A base-reversible, 13-A homo-bifunctional chemical crosslinking reagent, bis[2-(succinimidooxycarbonyloxy)ethyl]sulfone (BSOCOES), was tested for its ability to crosslink the herpes simplex virus type 1 glycoproteins associated with the envelope of purified virions. The crosslinked proteins were fractionated and analyzed by immunoblotting, immunoprecipitation, and two-dimensional polyacrylamide gel electrophoresis using monospecific antisera to detect the glycoproteins, gB and gC. Each of the glycoproteins exhibited distinct patterns of crosslinking. Monomers of gB were crosslinked and appeared as a high-molecular-weight complex. No apparent intermediates were observed between the gB monomer and the high-molecular-weight complex.

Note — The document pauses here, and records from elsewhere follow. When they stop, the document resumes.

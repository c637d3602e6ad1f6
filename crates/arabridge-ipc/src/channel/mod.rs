//! Message channels: raw bidirectional message transport between two processes.
//!
//! A channel sends one encoded message at a time and hands every received message
//! to its receive router, exactly once. It carries no threading policy of its own
//! beyond choosing *where* received messages are routed:
//!
//! - [`DeliveryMode::Polled`]: on the bound receive thread, whenever it calls
//!   [`MessageChannel::wait_for_message`]
//! - [`DeliveryMode::Threaded`]: on a dedicated delivery thread owned by the channel

use crate::error::Result;
use arabridge_wire::{decode_frame, MessageDecoder, MessageEncoder, MessageId};
use crossbeam_channel::{Receiver, RecvTimeoutError};
use parking_lot::{Mutex, RwLock};
use std::sync::atomic::{AtomicBool, Ordering};
use std::sync::Arc;
use std::thread::{self, JoinHandle, ThreadId};
use std::time::Duration;

mod local;
pub use local::LocalChannel;

#[cfg(unix)]
mod socket;
#[cfg(unix)]
pub use socket::{SocketChannel, SocketListener};

/// Callback invoked for every received message.
pub type ReceiveRouter = Arc<dyn Fn(MessageId, MessageDecoder) + Send + Sync>;

/// Bidirectional message transport.
pub trait MessageChannel: Send + Sync {
    /// Send one message. Implementations may be called from any thread but are not
    /// required to be reentrant; dispatchers serialize their sends.
    fn send_message(&self, id: MessageId, encoder: &MessageEncoder) -> Result<()>;

    /// Install the callback that receives every incoming message.
    fn set_receive_router(&self, router: ReceiveRouter);

    /// Whether incoming messages are routed on the calling thread, which then has to
    /// pump them with [`wait_for_message`](Self::wait_for_message).
    fn receives_on_current_thread(&self) -> bool;

    /// Wait up to `timeout` for one incoming message and route it on the calling
    /// thread. Returns whether a message was routed.
    ///
    /// Only meaningful when [`receives_on_current_thread`](Self::receives_on_current_thread).
    fn wait_for_message(&self, timeout: Duration) -> bool;

    /// Whether the peer is still reachable.
    fn is_open(&self) -> bool {
        true
    }
}

/// Where a channel routes its received messages.
#[derive(Debug, Clone, Copy, PartialEq, Eq)]
pub enum DeliveryMode {
    /// Routed on the bound receive thread while it waits for messages.
    Polled,
    /// Routed on a delivery thread owned by the channel.
    Threaded { poll_interval: Duration },
}

impl DeliveryMode {
    pub fn threaded() -> Self {
        DeliveryMode::Threaded {
            poll_interval: Duration::from_millis(50),
        }
    }
}

/// Receive side shared by every channel implementation: a queue of undecoded
/// frames plus the router they are handed to.
pub(crate) struct Inbox {
    frames: Receiver<Vec<u8>>,
    router: RwLock<Option<ReceiveRouter>>,
    receive_thread: Mutex<Option<ThreadId>>,
    open: AtomicBool,
}

impl Inbox {
    pub(crate) fn new(frames: Receiver<Vec<u8>>) -> Self {
        Self {
            frames,
            router: RwLock::new(None),
            receive_thread: Mutex::new(None),
            open: AtomicBool::new(true),
        }
    }

    pub(crate) fn set_router(&self, router: ReceiveRouter) {
        *self.router.write() = Some(router);
    }

    pub(crate) fn bind_current_thread(&self) {
        *self.receive_thread.lock() = Some(thread::current().id());
    }

    pub(crate) fn receives_on_current_thread(&self) -> bool {
        *self.receive_thread.lock() == Some(thread::current().id())
    }

    pub(crate) fn is_open(&self) -> bool {
        self.open.load(Ordering::SeqCst)
    }

    /// Receive and route one frame. Frames stay queued until a router is installed.
    pub(crate) fn wait_for_message(&self, timeout: Duration) -> bool {
        let Some(router) = self.router.read().clone() else {
            thread::sleep(timeout);
            return false;
        };

        match self.frames.recv_timeout(timeout) {
            Ok(frame) => {
                match decode_frame(&frame) {
                    Ok((id, decoder)) => router(id, decoder),
                    Err(e) => tracing::warn!("Dropping undecodable frame ({} bytes): {}", frame.len(), e),
                }
                true
            }
            Err(RecvTimeoutError::Timeout) => false,
            Err(RecvTimeoutError::Disconnected) => {
                if self.open.swap(false, Ordering::SeqCst) {
                    tracing::debug!("Channel peer disconnected");
                }
                false
            }
        }
    }
}

/// Owns the delivery thread of a [`DeliveryMode::Threaded`] channel.
pub(crate) struct Delivery {
    inbox: Arc<Inbox>,
    stop: Arc<AtomicBool>,
    thread: Option<JoinHandle<()>>,
}

impl Delivery {
    pub(crate) fn start(inbox: Inbox, mode: DeliveryMode, thread_name: &str) -> Result<Self> {
        let inbox = Arc::new(inbox);
        let stop = Arc::new(AtomicBool::new(false));

        let thread = match mode {
            DeliveryMode::Polled => {
                inbox.bind_current_thread();
                None
            }
            DeliveryMode::Threaded { poll_interval } => {
                let inbox = Arc::clone(&inbox);
                let stop = Arc::clone(&stop);
                let handle = thread::Builder::new()
                    .name(thread_name.to_string())
                    .spawn(move || {
                        inbox.bind_current_thread();
                        while !stop.load(Ordering::SeqCst) && inbox.is_open() {
                            inbox.wait_for_message(poll_interval);
                        }
                        tracing::trace!("Delivery thread finished");
                    })?;
                Some(handle)
            }
        };

        Ok(Self {
            inbox,
            stop,
            thread,
        })
    }

    pub(crate) fn inbox(&self) -> &Inbox {
        &self.inbox
    }
}

impl Drop for Delivery {
    fn drop(&mut self) {
        self.stop.store(true, Ordering::SeqCst);
        if let Some(handle) = self.thread.take() {
            // The last owner may be the delivery thread itself (a routed call dropped
            // the connection); it exits on its own once `stop` is seen.
            if handle.thread().id() != thread::current().id() {
                let _ = handle.join();
            }
        }
    }
}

Analysis of the components in the gB high-molecular-weight complex suggests that gB represents the major component and exists as a high-molecular-weight oligomer on viral envelopes under native conditions. In contrast, gC was cross-linked at a much lower efficiency and a number of components at intermediate molecular weights were detected. Initial studies on crosslinked products that were detectable with anti-gC antibody suggest that one of these products represents a gC dimer.